3.8 miles of river
THREE POINT EIGHT MILES OF RIVER
I started out to write about memorable trout. Not usually big fish . They were the ones I learned
something from. Or they involved someone or something unusual. As I started to make the list I realized
that most of them were from a stretch of the White River in Newaygo county, Mi that could be canoed in
less than an hour. There were fish from other places of course ; a monster brown from the Muskegon, an
eight inch rainbow in the flies only water on the P.M. that I cast to for twenty minutes because it was the
only thing rising, a twelve inch rainbow in the box canyon of the Henry's fork that led to a wild hundred
yard float on my back through boulder strewn water , and of course trout from other parts of the White . It
became apparent though that most of my trout fishing memories were from that short stretch of river. A
surprising number of them do not really involve trout at all.
At the downstream end is a house below Warner Street where a woman I have never met came out
well after midnight one June evening to warn the fisherman her dog had been barking at earlier that there
was a severe thunderstorm on the way . I made it back to the car and out to the main road before
visibility dropped to nothing and tree branches began to blow across the road. Without her warning I
would have caught on the stream or at best on a narrow rutted two track that is not easily passable even in
good conditions. A bit upstream from there is where I caught my first fly rod brookie at the mouth
Of Mena creek. A short wade upstream from there I caught my first good sized brown casting an adams
(though I didn't know what it was called then ) to fish rising in the moonlight on a bend hole.
It seems That there are memories attached to every hole and riffle and of course to every submerged rock that
I've stumbled over to rise dripping and cursing from the icy waters over the entire three point eight miles of
River as measured by the cursor on my GPS map. There is the hole where something huge, maybe a pike
from the nearby Robbins Lake outlet, completely destroyed a EEE nymph with a
strike that left all of the material hanging off of the rear bend of the hook. There is the run I marched up
one day catching a Brown on every cast and have never seen that many fish in there since. I can't forget
the hole where a steelhead that had no business being above the dam pulled my entire leader off at the nail
knot. I have lost so many flies to the same trees trying to reach the same lies that I have decided that my
dad may not after all be the most stubborn man ever born. There's the cottage where I ended up drinking
and chatting by a bonfire until five A.M. once. There is a fallen tree in front of a bank hole with a huge
brown that I can't entice from his sanctuary.
It ends at the bridge on Baldwin Ave . Not Far upstream from there is another house where a man I
don't know came out to warn me of an oncoming storm and offered to give me a ride back to my car. I
thanked him and said I would be alright with the twenty minutes the radio was predicting. Then fish
started rising all over the place and I got caught in the storm; waiting out the end of it under the bridge,
howling and laughing like a madman at every nearby crash of thunder .

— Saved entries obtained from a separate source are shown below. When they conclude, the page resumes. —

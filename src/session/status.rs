use crate::transport::ConnectionState;
use serde::{Deserialize, Serialize};

/// Snapshot of a session for presentation
#[derive(Debug, Clone, PartialEq, Eq, Serialize, Deserialize)]
pub struct SessionStatus {
    /// Current connection state
    pub state: ConnectionState,

    /// Identity used in the room, once assigned
    pub local_identity: Option<String>,

    /// Whether the local microphone is being published
    pub microphone_enabled: bool,

    /// Room this session joins
    pub room_name: String,

    /// Whether the agent is currently in the room
    pub agent_present: bool,
}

If you have been fly fishing for any length of time I would bet that you have a piece of a river like that.
One where you know a least one or two of the landowners by name and have shared a drink with them.
One where you are surprised each spring by the changes nature has made but overall nothing changes.
One where you feel as at home as in your own living room. Mine is three point eight miles of the White River.
Last edited by rainbowchaser; 01-07-2010 at 04:36 AM.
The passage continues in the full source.